(Stored data)
☆ ☆ ☆ ☆
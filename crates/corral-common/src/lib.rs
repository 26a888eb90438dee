//! # corral-common
//!
//! Shared types, error definitions, configuration models, and constants
//! used across the corral workspace.
//!
//! This crate is the leaf of the dependency graph: it depends on no other
//! internal crate and provides the primitives the isolation, image, and
//! runtime crates build upon.

#![cfg_attr(test, allow(clippy::expect_used, clippy::unwrap_used))]

pub mod config;
pub mod constants;
pub mod error;
pub mod types;
//! Runtime configuration: where corral keeps images, layers, and state.

use std::path::{Path, PathBuf};

use serde::{Deserialize, Serialize};

use crate::constants;

/// Root configuration for the corral runtime.
///
/// Every on-disk location is derived from `root`, so tests can point a
/// whole runtime at a temporary directory.
#[derive(Debug, Clone, PartialEq, Eq, Serialize, Deserialize)]
pub struct RuntimeConfig {
    /// Base directory for corral state and data.
    pub root: PathBuf,
    /// Mount table scanned for cgroup hierarchies.
    pub mounts_table: PathBuf,
}

impl Default for RuntimeConfig {
    fn default() -> Self {
        Self {
            root: PathBuf::from(constants::DEFAULT_ROOT),
            mounts_table: PathBuf::from(constants::DEFAULT_MOUNTS_TABLE),
        }
    }
}

impl RuntimeConfig {
    /// Creates a configuration rooted at `root`.
    #[must_use]
    pub fn with_root(root: impl Into<PathBuf>) -> Self {
        Self {
            root: root.into(),
            ..Self::default()
        }
    }

    /// Resolves the configuration from `CORRAL_ROOT`, falling back to
    /// `/var/lib/corral`.
    #[must_use]
    pub fn from_env() -> Self {
        std::env::var_os(constants::ROOT_ENV)
            .filter(|v| !v.is_empty())
            .map_or_else(Self::default, Self::with_root)
    }

    /// Directory holding image archives.
    #[must_use]
    pub fn images_dir(&self) -> PathBuf {
        self.root.join("images")
    }

    /// Directory holding extracted, shared lower layers.
    #[must_use]
    pub fn layers_dir(&self) -> PathBuf {
        self.root.join("layers")
    }

    /// Per-container overlay directory (`upper`, `work`, `merged`).
    #[must_use]
    pub fn overlay_dir(&self, container_id: &str) -> PathBuf {
        self.root.join("overlay").join(container_id)
    }

    /// Per-container metadata directory.
    #[must_use]
    pub fn container_dir(&self, container_id: &str) -> PathBuf {
        self.root.join("containers").join(container_id)
    }

    /// Root of all metadata directories.
    #[must_use]
    pub fn containers_dir(&self) -> PathBuf {
        self.root.join("containers")
    }

    /// Log file receiving a detached container's stdout and stderr.
    #[must_use]
    pub fn log_file(&self, container_id: &str) -> PathBuf {
        self.container_dir(container_id)
            .join(format!("{container_id}-json.log"))
    }

    /// Returns the data root.
    #[must_use]
    pub fn root(&self) -> &Path {
        &self.root
    }
}
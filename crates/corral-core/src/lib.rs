//! # corral-core
//!
//! Low-level Linux isolation primitives for the corral runtime.
//!
//! This crate provides safe abstractions over:
//! - **Namespaces**: the clone flags for UTS, PID, mount, network and IPC isolation.
//! - **Cgroups v1**: memory, swap, CPU and cpuset controllers behind one manager.
//! - **Filesystem**: `OverlayFS` mounting, bind mounts, pseudo-filesystems and `pivot_root`.
//!
//! Every system call is wrapped in a function returning
//! [`corral_common::error::Result`].

#![cfg_attr(test, allow(clippy::expect_used, clippy::unwrap_used))]

pub mod cgroup;
pub mod filesystem;
pub mod namespace;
☆ ☆ ☆ ☆
> [WORK REQUIRED]
Where a line of the entries above holds the word "impl", return that line.

> [TASK RESULT]
impl Default for RuntimeConfig {
impl RuntimeConfig {
    pub fn with_root(root: impl Into<PathBuf>) -> Self {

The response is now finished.